DDIS-05. TARGETING MESENCHYMAL GLIOBLASTOMA THROUGH INHIBITION OF DIACYLGLYCEROL KINASE ALPHA

Abstract

Recent studies have shown that glioblastoma (GBM) can be classified into distinct subtypes based on gene expression signatures: classical, proneural, and mesenchymal. Of these, the mesenchymal subtype is relatively more aggressive and resistant to therapy, and is thought to be a primary driver of recurrence. The diacylglycerol kinase alpha (DGKα) signaling pathway has extensive connections to oncogenic pathways/proteins. Recently, we identified ritanserin, an abandoned serotonin receptor 5-HT2 inhibitor originally developed for schizophrenia, as a novel DGKα inhibitor. Compared to a known DGKα inhibitor, R59022, ritanserin is more potent and has favorable pharmacologic features such as long plasma half-life and known BBB penetration. Based on the TCGA database, we have determined that DGKα expression level is highest in the mesenchymal subtype. DGKα inhibition with ritanserin revealed a significant difference in IC50 values, with a 3-4 fold increase in sensitivity, of all mesenchymal GBM stem cell (GSC) lines tested versus all non-mesenchymal lines.
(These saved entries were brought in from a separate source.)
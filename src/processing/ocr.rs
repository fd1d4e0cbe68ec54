use crate::models::OcrOutput;
use crate::utils::VerifyError;
use async_trait::async_trait;

/// Any text recognizer able to turn receipt image bytes into text plus a
/// confidence in `[0, 1]`.
#[async_trait]
pub trait OcrClient: Send + Sync {
    fn name(&self) -> &str;

    async fn extract_text(&self, image_data: &[u8]) -> Result<OcrOutput, VerifyError>;
}

/// Returns the same, already recognized text for every image.
#[derive(Debug, Clone)]
pub struct StaticOcrClient {
    output: OcrOutput,
}

impl StaticOcrClient {
    pub fn new(text: impl Into<String>, confidence: f64) -> Self {
        StaticOcrClient {
            output: OcrOutput {
                text: text.into(),
                confidence,
                blocks: Vec::new(),
            },
        }
    }
}

#[async_trait]
impl OcrClient for StaticOcrClient {
    fn name(&self) -> &str {
        "static"
    }

    async fn extract_text(&self, _image_data: &[u8]) -> Result<OcrOutput, VerifyError> {
        Ok(self.output.clone())
    }
}

/// Recognizes nothing.
#[derive(Debug, Clone, Copy, Default)]
pub struct NoopOcrClient;

#[async_trait]
impl OcrClient for NoopOcrClient {
    fn name(&self) -> &str {
        "noop"
    }

    async fn extract_text(&self, _image_data: &[u8]) -> Result<OcrOutput, VerifyError> {
        Ok(OcrOutput::empty())
    }
}

#[cfg(feature = "tesseract")]
pub use self::tess::TesseractOcrClient;

#[cfg(feature = "tesseract")]
mod tess {
    use super::OcrClient;
    use crate::models::{OcrBlock, OcrOutput};
    use crate::utils::VerifyError;
    use async_trait::async_trait;
    use std::io::Write;
    use tempfile::NamedTempFile;
    use tesseract::Tesseract;

    /// Local Tesseract recognition; Croatian plus English by default.
    #[derive(Debug, Clone)]
    pub struct TesseractOcrClient {
        language: String,
        datapath: Option<String>,
    }

    impl TesseractOcrClient {
        pub fn new(language: impl Into<String>, datapath: Option<String>) -> Self {
            TesseractOcrClient {
                language: language.into(),
                datapath,
            }
        }

        fn recognize(
            image_data: &[u8],
            language: &str,
            datapath: Option<&str>,
        ) -> Result<OcrOutput, VerifyError> {
            let mut temp_file = NamedTempFile::new().map_err(|e| {
                VerifyError::OcrError(format!("Failed to create temporary file: {}", e))
            })?;
            temp_file.write_all(image_data).map_err(|e| {
                VerifyError::OcrError(format!("Failed to write to temporary file: {}", e))
            })?;
            let path_str = temp_file.path().to_str().ok_or_else(|| {
                VerifyError::OcrError("Could not convert path to string".to_string())
            })?;

            let mut tess = Tesseract::new(datapath, Some(language))
                .map_err(|e| VerifyError::OcrError(format!("Failed to initialize Tesseract: {}", e)))?
                .set_image(path_str)
                .map_err(|e| VerifyError::OcrError(format!("Failed to set image: {}", e)))?;

            let text = tess
                .get_text()
                .map_err(|e| VerifyError::OcrError(format!("Failed to extract text: {}", e)))?;
            let confidence = (tess.mean_text_conf().max(0) as f64 / 100.0).min(1.0);

            let blocks = text
                .split("\n\n")
                .map(str::trim)
                .filter(|block| !block.is_empty())
                .map(|block| OcrBlock {
                    text: block.to_string(),
                    confidence,
                })
                .collect();

            Ok(OcrOutput {
                text,
                confidence,
                blocks,
            })
        }
    }

    impl Default for TesseractOcrClient {
        fn default() -> Self {
            Self::new("hrv+eng", None)
        }
    }

    #[async_trait]
    impl OcrClient for TesseractOcrClient {
        fn name(&self) -> &str {
            "tesseract"
        }

        async fn extract_text(&self, image_data: &[u8]) -> Result<OcrOutput, VerifyError> {
            let bytes = image_data.to_vec();
            let language = self.language.clone();
            let datapath = self.datapath.clone();

            tokio::task::spawn_blocking(move || {
                Self::recognize(&bytes, &language, datapath.as_deref())
            })
            .await
            .map_err(|e| VerifyError::OcrError(format!("OCR task failed: {}", e)))?
        }
    }
}

#[cfg(test)]
mod tests {
    use super::*;

    #[tokio::test]
    async fn test_static_client_ignores_image() {
        let client = StaticOcrClient::new("UKUPNO 12,00", 0.87);
        let output = client.extract_text(b"whatever").await.unwrap();
        assert_eq!(output.text, "UKUPNO 12,00");
        assert_eq!(output.confidence, 0.87);
        assert!(output.has_text());
    }

    #[tokio::test]
    async fn test_noop_client_returns_nothing() {
        let output = NoopOcrClient.extract_text(&[1, 2, 3]).await.unwrap();
        assert!(!output.has_text());
        assert_eq!(output.confidence, 0.0);
    }
}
In vivo, daily oral ritanserin increased mice survival significantly with two mesenchymal GSC lines, while there was no survival benefit with a proneural GSC line. With an EMT model, both lung and pancreatic carcinoma cells became more sensitive to ritanserin after the acquisition of mesenchymal phenotype. Ritanserin reduces NF-κB activity significantly and suppresses geranylgeranylation of proteins by inhibiting geranylgeranyltransferase I. Exogenous phosphatidic acid, the DGKα enzymatic product, substantially rescued GBM cells from ritanserin toxicity while exogenous 5-HT2 receptor agonist, 5-hydroxytryptamine, showed a small rescue from ritanserin toxicity. In keeping with its anti-mesenchymal activity, ritanserin functions as a radiosensitizer, with suppression of the DNA damage response and shows significant synergy with radiation. Our work is the first to show in vitro and in vivo that a clinically practical agent has strong preferential toxicity for the mesenchymal GBM subtype, with potential therapeutic implications for GBM and other cancers as well.